▶ **Work required**
Restate word for word the lines that begin the listing and end with the line holding "pub struct InvoiceDraft".

────────────────────────────────────────

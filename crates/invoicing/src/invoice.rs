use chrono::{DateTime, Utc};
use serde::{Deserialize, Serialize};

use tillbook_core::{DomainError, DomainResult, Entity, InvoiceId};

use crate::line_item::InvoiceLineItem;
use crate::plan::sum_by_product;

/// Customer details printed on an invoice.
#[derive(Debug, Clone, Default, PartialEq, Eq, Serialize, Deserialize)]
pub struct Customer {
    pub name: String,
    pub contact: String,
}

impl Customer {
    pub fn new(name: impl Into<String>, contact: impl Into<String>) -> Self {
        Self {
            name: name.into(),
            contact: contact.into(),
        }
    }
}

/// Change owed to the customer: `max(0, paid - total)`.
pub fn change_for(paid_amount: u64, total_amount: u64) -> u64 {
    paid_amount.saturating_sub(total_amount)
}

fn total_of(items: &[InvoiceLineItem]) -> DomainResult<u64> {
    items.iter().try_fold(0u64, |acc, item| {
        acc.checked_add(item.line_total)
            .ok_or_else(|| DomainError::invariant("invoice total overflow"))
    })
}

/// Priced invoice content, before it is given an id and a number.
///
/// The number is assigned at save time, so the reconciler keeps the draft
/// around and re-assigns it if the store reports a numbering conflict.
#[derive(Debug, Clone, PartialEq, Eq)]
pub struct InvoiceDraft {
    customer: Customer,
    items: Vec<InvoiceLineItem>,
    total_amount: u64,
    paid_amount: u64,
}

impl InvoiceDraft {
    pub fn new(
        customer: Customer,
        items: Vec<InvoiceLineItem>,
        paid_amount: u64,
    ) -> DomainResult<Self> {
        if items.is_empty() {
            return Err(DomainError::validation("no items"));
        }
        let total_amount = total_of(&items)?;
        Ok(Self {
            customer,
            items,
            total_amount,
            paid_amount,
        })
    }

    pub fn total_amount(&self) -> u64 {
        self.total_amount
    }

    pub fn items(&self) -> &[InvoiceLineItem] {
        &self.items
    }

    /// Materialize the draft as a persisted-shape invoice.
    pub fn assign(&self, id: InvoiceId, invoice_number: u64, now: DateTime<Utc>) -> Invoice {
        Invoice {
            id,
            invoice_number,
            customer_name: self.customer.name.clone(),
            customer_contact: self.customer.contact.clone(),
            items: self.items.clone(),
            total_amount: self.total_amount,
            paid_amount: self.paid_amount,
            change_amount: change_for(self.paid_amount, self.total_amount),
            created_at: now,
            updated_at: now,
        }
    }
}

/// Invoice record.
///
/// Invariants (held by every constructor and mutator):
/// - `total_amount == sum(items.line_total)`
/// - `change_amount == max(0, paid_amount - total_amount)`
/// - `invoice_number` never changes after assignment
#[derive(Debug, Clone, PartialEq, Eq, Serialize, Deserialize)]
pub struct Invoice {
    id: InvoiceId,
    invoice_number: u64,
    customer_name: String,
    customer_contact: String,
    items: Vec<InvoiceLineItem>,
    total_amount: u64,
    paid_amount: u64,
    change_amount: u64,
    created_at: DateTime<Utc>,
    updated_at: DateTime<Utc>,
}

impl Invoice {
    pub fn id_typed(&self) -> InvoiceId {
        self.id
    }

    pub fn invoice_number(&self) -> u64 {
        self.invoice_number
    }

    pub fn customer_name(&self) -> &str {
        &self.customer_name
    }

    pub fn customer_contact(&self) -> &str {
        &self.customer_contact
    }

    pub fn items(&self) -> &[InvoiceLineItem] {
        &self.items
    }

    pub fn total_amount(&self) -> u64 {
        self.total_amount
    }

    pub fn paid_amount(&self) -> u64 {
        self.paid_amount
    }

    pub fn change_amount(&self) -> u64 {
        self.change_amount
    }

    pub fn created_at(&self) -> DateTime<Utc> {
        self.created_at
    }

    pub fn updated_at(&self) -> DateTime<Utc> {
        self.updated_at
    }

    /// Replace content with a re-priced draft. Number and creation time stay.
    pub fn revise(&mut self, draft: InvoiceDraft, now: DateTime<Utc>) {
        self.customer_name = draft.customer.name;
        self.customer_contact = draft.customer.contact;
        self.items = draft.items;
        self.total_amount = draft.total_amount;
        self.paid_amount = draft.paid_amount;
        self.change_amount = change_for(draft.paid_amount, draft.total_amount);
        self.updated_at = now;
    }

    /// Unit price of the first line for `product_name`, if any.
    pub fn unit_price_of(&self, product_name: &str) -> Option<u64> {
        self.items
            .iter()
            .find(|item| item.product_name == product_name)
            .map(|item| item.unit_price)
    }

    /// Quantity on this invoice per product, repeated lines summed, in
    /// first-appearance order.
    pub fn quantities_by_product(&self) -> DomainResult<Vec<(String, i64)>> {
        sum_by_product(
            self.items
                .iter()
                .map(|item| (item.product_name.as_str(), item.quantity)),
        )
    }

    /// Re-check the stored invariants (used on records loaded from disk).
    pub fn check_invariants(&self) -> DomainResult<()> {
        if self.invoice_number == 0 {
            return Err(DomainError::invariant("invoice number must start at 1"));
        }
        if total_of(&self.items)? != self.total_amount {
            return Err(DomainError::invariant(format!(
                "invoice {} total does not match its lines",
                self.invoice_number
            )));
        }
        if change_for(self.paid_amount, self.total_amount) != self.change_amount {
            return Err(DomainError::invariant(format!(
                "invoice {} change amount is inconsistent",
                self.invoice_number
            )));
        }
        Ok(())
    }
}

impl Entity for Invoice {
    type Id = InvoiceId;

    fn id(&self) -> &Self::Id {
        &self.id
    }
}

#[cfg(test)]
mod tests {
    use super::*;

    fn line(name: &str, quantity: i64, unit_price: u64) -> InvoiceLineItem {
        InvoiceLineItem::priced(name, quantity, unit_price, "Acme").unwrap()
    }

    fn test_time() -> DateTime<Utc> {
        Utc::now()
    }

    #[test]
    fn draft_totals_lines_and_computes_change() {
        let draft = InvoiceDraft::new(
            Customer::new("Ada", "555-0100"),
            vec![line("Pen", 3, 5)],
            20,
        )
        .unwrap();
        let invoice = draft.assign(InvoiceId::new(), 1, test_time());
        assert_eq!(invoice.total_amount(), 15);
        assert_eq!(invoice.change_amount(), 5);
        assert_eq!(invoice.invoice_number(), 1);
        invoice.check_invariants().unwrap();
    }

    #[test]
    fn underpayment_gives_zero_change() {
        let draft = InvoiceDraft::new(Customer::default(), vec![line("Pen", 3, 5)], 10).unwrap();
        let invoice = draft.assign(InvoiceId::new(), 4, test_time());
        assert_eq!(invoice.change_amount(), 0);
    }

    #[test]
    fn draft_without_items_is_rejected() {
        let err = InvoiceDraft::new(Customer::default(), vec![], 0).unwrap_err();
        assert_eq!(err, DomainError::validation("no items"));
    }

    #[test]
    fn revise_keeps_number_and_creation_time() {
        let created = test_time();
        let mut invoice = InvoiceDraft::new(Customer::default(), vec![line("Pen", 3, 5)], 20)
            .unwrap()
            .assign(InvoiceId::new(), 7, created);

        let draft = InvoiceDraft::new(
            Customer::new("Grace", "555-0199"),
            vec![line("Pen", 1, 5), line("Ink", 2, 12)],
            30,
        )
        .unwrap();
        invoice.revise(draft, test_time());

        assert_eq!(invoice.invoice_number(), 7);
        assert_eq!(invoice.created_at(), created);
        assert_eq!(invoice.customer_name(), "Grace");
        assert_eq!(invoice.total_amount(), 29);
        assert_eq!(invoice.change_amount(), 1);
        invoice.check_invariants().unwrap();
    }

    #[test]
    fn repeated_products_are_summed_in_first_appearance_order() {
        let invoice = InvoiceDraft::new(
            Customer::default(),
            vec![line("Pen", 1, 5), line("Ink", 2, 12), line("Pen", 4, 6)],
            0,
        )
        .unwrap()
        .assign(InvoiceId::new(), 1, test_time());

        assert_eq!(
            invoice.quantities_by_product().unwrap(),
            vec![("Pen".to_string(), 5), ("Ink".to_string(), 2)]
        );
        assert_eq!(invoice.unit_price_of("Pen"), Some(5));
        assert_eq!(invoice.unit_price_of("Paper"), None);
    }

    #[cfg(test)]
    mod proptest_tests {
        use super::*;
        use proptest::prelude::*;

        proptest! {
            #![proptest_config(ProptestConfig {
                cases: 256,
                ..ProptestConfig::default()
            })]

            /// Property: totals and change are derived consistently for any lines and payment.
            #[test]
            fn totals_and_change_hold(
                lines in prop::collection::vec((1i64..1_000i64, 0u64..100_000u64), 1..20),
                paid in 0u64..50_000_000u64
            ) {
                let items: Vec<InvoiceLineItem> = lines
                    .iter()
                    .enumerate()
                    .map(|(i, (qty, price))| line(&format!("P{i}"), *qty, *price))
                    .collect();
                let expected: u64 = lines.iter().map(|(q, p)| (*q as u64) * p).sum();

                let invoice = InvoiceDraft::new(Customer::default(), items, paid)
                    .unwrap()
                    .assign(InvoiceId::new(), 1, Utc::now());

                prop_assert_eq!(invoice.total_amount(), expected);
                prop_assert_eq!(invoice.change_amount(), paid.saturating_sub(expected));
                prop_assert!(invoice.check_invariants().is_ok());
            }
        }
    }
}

────────────────────────────────────────

▶ **Response below**
filename crates/invoicing/src/invoice.rs
use chrono::{DateTime, Utc};
use serde::{Deserialize, Serialize};

use tillbook_core::{DomainError, DomainResult, Entity, InvoiceId};

use crate::line_item::InvoiceLineItem;
use crate::plan::sum_by_product;

/// Customer details printed on an invoice.
#[derive(Debug, Clone, Default, PartialEq, Eq, Serialize, Deserialize)]
pub struct Customer {
    pub name: String,
    pub contact: String,
}

impl Customer {
    pub fn new(name: impl Into<String>, contact: impl Into<String>) -> Self {
        Self {
            name: name.into(),
            contact: contact.into(),
        }
    }
}

/// Change owed to the customer: `max(0, paid - total)`.
pub fn change_for(paid_amount: u64, total_amount: u64) -> u64 {
    paid_amount.saturating_sub(total_amount)
}

fn total_of(items: &[InvoiceLineItem]) -> DomainResult<u64> {
    items.iter().try_fold(0u64, |acc, item| {
        acc.checked_add(item.line_total)
            .ok_or_else(|| DomainError::invariant("invoice total overflow"))
    })
}

/// Priced invoice content, before it is given an id and a number.
///
/// The number is assigned at save time, so the reconciler keeps the draft
/// around and re-assigns it if the store reports a numbering conflict.
#[derive(Debug, Clone, PartialEq, Eq)]
pub struct InvoiceDraft {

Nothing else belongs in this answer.